[Activity] The answer must match the listing exactly, with every line written out again.

____________________

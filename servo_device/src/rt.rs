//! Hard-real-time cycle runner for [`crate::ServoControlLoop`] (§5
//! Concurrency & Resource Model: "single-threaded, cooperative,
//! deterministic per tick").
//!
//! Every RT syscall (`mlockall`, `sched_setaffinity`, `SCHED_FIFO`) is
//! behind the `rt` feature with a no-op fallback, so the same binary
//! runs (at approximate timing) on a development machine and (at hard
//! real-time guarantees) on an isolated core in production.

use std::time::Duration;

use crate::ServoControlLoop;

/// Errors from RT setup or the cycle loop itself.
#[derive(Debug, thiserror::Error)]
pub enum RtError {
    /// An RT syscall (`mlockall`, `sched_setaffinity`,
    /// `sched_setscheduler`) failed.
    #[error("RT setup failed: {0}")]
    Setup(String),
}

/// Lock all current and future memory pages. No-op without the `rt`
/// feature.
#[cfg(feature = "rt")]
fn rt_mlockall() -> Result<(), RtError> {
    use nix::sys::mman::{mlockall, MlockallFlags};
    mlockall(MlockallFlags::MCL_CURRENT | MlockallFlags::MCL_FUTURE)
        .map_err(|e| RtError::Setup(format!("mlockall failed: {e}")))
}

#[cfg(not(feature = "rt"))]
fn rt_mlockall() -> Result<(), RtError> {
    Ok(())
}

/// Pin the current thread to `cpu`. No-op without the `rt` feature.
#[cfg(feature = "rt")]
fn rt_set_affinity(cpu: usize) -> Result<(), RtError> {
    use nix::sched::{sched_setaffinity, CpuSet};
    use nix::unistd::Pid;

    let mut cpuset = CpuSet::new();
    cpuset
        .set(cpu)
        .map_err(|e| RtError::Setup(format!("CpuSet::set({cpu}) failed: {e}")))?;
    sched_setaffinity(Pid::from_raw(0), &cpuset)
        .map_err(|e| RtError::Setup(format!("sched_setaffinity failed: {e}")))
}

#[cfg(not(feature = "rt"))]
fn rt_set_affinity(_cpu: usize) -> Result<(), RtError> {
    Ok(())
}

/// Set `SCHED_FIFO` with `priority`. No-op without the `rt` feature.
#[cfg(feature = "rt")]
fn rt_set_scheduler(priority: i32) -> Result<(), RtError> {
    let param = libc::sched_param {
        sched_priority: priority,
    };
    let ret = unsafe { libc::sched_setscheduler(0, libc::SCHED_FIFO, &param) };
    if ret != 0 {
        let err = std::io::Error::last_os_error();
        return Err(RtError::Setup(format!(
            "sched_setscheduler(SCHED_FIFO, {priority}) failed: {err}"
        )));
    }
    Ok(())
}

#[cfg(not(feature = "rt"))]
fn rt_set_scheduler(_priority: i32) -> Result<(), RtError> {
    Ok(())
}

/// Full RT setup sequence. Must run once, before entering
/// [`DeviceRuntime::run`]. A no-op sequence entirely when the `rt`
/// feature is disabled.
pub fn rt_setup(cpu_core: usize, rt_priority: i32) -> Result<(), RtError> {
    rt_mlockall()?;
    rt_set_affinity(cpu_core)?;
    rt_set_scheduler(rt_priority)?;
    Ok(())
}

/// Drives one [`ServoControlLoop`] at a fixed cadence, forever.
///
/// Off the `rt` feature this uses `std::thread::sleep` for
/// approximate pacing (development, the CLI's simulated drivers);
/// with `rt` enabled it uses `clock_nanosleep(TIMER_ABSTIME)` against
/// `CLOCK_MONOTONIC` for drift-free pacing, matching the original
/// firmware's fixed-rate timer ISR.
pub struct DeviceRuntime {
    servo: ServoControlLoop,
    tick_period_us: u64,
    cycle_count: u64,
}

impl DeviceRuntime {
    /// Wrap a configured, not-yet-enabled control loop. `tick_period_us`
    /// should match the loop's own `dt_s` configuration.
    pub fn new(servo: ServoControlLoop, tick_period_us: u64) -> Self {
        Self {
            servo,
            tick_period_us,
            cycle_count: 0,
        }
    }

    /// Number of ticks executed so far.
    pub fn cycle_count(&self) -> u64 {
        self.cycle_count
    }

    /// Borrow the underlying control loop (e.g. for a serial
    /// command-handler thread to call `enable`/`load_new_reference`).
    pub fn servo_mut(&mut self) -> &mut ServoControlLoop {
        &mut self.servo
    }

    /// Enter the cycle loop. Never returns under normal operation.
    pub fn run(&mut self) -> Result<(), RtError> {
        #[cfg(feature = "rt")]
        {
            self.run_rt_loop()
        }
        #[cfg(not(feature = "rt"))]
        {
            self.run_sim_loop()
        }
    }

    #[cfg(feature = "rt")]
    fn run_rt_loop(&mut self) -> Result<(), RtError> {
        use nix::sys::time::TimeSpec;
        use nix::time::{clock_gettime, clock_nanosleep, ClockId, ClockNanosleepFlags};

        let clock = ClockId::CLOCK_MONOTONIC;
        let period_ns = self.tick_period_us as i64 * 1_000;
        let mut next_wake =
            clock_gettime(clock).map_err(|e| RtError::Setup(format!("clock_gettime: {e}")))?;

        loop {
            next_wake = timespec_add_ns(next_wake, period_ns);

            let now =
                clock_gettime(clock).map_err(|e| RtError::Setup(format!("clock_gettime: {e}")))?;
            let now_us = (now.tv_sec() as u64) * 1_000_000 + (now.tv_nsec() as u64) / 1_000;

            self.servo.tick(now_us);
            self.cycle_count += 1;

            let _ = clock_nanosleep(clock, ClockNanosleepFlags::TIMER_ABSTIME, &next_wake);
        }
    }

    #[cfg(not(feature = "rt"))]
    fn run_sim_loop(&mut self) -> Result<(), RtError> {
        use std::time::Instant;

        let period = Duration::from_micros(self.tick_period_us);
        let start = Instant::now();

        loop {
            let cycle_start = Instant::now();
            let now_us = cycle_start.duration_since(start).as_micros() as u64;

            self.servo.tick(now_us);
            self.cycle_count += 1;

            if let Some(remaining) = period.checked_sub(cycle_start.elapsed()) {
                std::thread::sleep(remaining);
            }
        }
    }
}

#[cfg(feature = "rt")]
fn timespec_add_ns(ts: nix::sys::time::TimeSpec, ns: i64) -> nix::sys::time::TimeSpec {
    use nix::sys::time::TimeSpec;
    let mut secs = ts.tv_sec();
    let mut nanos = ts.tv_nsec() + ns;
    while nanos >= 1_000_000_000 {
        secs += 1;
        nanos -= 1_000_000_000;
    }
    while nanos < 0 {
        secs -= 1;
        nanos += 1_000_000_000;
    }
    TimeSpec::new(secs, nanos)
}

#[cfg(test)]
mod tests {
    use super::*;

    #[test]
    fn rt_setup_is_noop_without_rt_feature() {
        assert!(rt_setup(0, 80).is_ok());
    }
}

____________________

[Answer]
filename servo_device/src/rt.rs
//! Hard-real-time cycle runner for [`crate::ServoControlLoop`] (§5
//! Concurrency & Resource Model: "single-threaded, cooperative,
//! deterministic per tick").
//!
//! Every RT syscall (`mlockall`, `sched_setaffinity`, `SCHED_FIFO`) is
//! behind the `rt` feature with a no-op fallback, so the same binary
//! runs (at approximate timing) on a development machine and (at hard
//! real-time guarantees) on an isolated core in production.

use std::time::Duration;

use crate::ServoControlLoop;

/// Errors from RT setup or the cycle loop itself.
#[derive(Debug, thiserror::Error)]
pub enum RtError {
    /// An RT syscall (`mlockall`, `sched_setaffinity`,
    /// `sched_setscheduler`) failed.
    #[error("RT setup failed: {0}")]
    Setup(String),
}

/// Lock all current and future memory pages. No-op without the `rt`
/// feature.
#[cfg(feature = "rt")]
fn rt_mlockall() -> Result<(), RtError> {
    use nix::sys::mman::{mlockall, MlockallFlags};
    mlockall(MlockallFlags::MCL_CURRENT | MlockallFlags::MCL_FUTURE)
        .map_err(|e| RtError::Setup(format!("mlockall failed: {e}")))
}

#[cfg(not(feature = "rt"))]
fn rt_mlockall() -> Result<(), RtError> {
    Ok(())
}

/// Pin the current thread to `cpu`. No-op without the `rt` feature.
#[cfg(feature = "rt")]
fn rt_set_affinity(cpu: usize) -> Result<(), RtError> {
    use nix::sched::{sched_setaffinity, CpuSet};
    use nix::unistd::Pid;

    let mut cpuset = CpuSet::new();
    cpuset
        .set(cpu)
        .map_err(|e| RtError::Setup(format!("CpuSet::set({cpu}) failed: {e}")))?;
    sched_setaffinity(Pid::from_raw(0), &cpuset)
        .map_err(|e| RtError::Setup(format!("sched_setaffinity failed: {e}")))
}

#[cfg(not(feature = "rt"))]
fn rt_set_affinity(_cpu: usize) -> Result<(), RtError> {
    Ok(())
}

/// Set `SCHED_FIFO` with `priority`. No-op without the `rt` feature.
#[cfg(feature = "rt")]
fn rt_set_scheduler(priority: i32) -> Result<(), RtError> {
    let param = libc::sched_param {
        sched_priority: priority,
    };
    let ret = unsafe { libc::sched_setscheduler(0, libc::SCHED_FIFO, &param) };
    if ret != 0 {
        let err = std::io::Error::last_os_error();
        return Err(RtError::Setup(format!(
            "sched_setscheduler(SCHED_FIFO, {priority}) failed: {err}"
        )));
    }
    Ok(())
}

#[cfg(not(feature = "rt"))]
fn rt_set_scheduler(_priority: i32) -> Result<(), RtError> {
    Ok(())
}

/// Full RT setup sequence. Must run once, before entering
/// [`DeviceRuntime::run`]. A no-op sequence entirely when the `rt`
/// feature is disabled.
pub fn rt_setup(cpu_core: usize, rt_priority: i32) -> Result<(), RtError> {
    rt_mlockall()?;
    rt_set_affinity(cpu_core)?;
    rt_set_scheduler(rt_priority)?;
    Ok(())
}

/// Drives one [`ServoControlLoop`] at a fixed cadence, forever.
///
/// Off the `rt` feature this uses `std::thread::sleep` for
/// approximate pacing (development, the CLI's simulated drivers);
/// with `rt` enabled it uses `clock_nanosleep(TIMER_ABSTIME)` against
/// `CLOCK_MONOTONIC` for drift-free pacing, matching the original
/// firmware's fixed-rate timer ISR.
pub struct DeviceRuntime {
    servo: ServoControlLoop,
    tick_period_us: u64,
    cycle_count: u64,
}

impl DeviceRuntime {
    /// Wrap a configured, not-yet-enabled control loop. `tick_period_us`
    /// should match the loop's own `dt_s` configuration.
    pub fn new(servo: ServoControlLoop, tick_period_us: u64) -> Self {
        Self {
            servo,
            tick_period_us,
            cycle_count: 0,
        }
    }

    /// Number of ticks executed so far.
    pub fn cycle_count(&self) -> u64 {
        self.cycle_count
    }

    /// Borrow the underlying control loop (e.g. for a serial
    /// command-handler thread to call `enable`/`load_new_reference`).
    pub fn servo_mut(&mut self) -> &mut ServoControlLoop {
        &mut self.servo
    }

    /// Enter the cycle loop. Never returns under normal operation.
    pub fn run(&mut self) -> Result<(), RtError> {
        #[cfg(feature = "rt")]
        {
            self.run_rt_loop()
        }
        #[cfg(not(feature = "rt"))]
        {
            self.run_sim_loop()
        }
    }

    #[cfg(feature = "rt")]
    fn run_rt_loop(&mut self) -> Result<(), RtError> {
        use nix::sys::time::TimeSpec;
        use nix::time::{clock_gettime, clock_nanosleep, ClockId, ClockNanosleepFlags};

        let clock = ClockId::CLOCK_MONOTONIC;
        let period_ns = self.tick_period_us as i64 * 1_000;
        let mut next_wake =
            clock_gettime(clock).map_err(|e| RtError::Setup(format!("clock_gettime: {e}")))?;

        loop {
            next_wake = timespec_add_ns(next_wake, period_ns);

            let now =
                clock_gettime(clock).map_err(|e| RtError::Setup(format!("clock_gettime: {e}")))?;
            let now_us = (now.tv_sec() as u64) * 1_000_000 + (now.tv_nsec() as u64) / 1_000;

            self.servo.tick(now_us);
            self.cycle_count += 1;

            let _ = clock_nanosleep(clock, ClockNanosleepFlags::TIMER_ABSTIME, &next_wake);
        }
    }

    #[cfg(not(feature = "rt"))]
    fn run_sim_loop(&mut self) -> Result<(), RtError> {
        use std::time::Instant;

        let period = Duration::from_micros(self.tick_period_us);
        let start = Instant::now();

        loop {
            let cycle_start = Instant::now();
            let now_us = cycle_start.duration_since(start).as_micros() as u64;

            self.servo.tick(now_us);
            self.cycle_count += 1;

            if let Some(remaining) = period.checked_sub(cycle_start.elapsed()) {
                std::thread::sleep(remaining);
            }
        }
    }
}

#[cfg(feature = "rt")]
fn timespec_add_ns(ts: nix::sys::time::TimeSpec, ns: i64) -> nix::sys::time::TimeSpec {
    use nix::sys::time::TimeSpec;
    let mut secs = ts.tv_sec();
    let mut nanos = ts.tv_nsec() + ns;
    while nanos >= 1_000_000_000 {
        secs += 1;
        nanos -= 1_000_000_000;
    }
    while nanos < 0 {
        secs -= 1;
        nanos += 1_000_000_000;
    }
    TimeSpec::new(secs, nanos)
}

#[cfg(test)]
mod tests {
    use super::*;

    #[test]
    fn rt_setup_is_noop_without_rt_feature() {
        assert!(rt_setup(0, 80).is_ok());
    }
}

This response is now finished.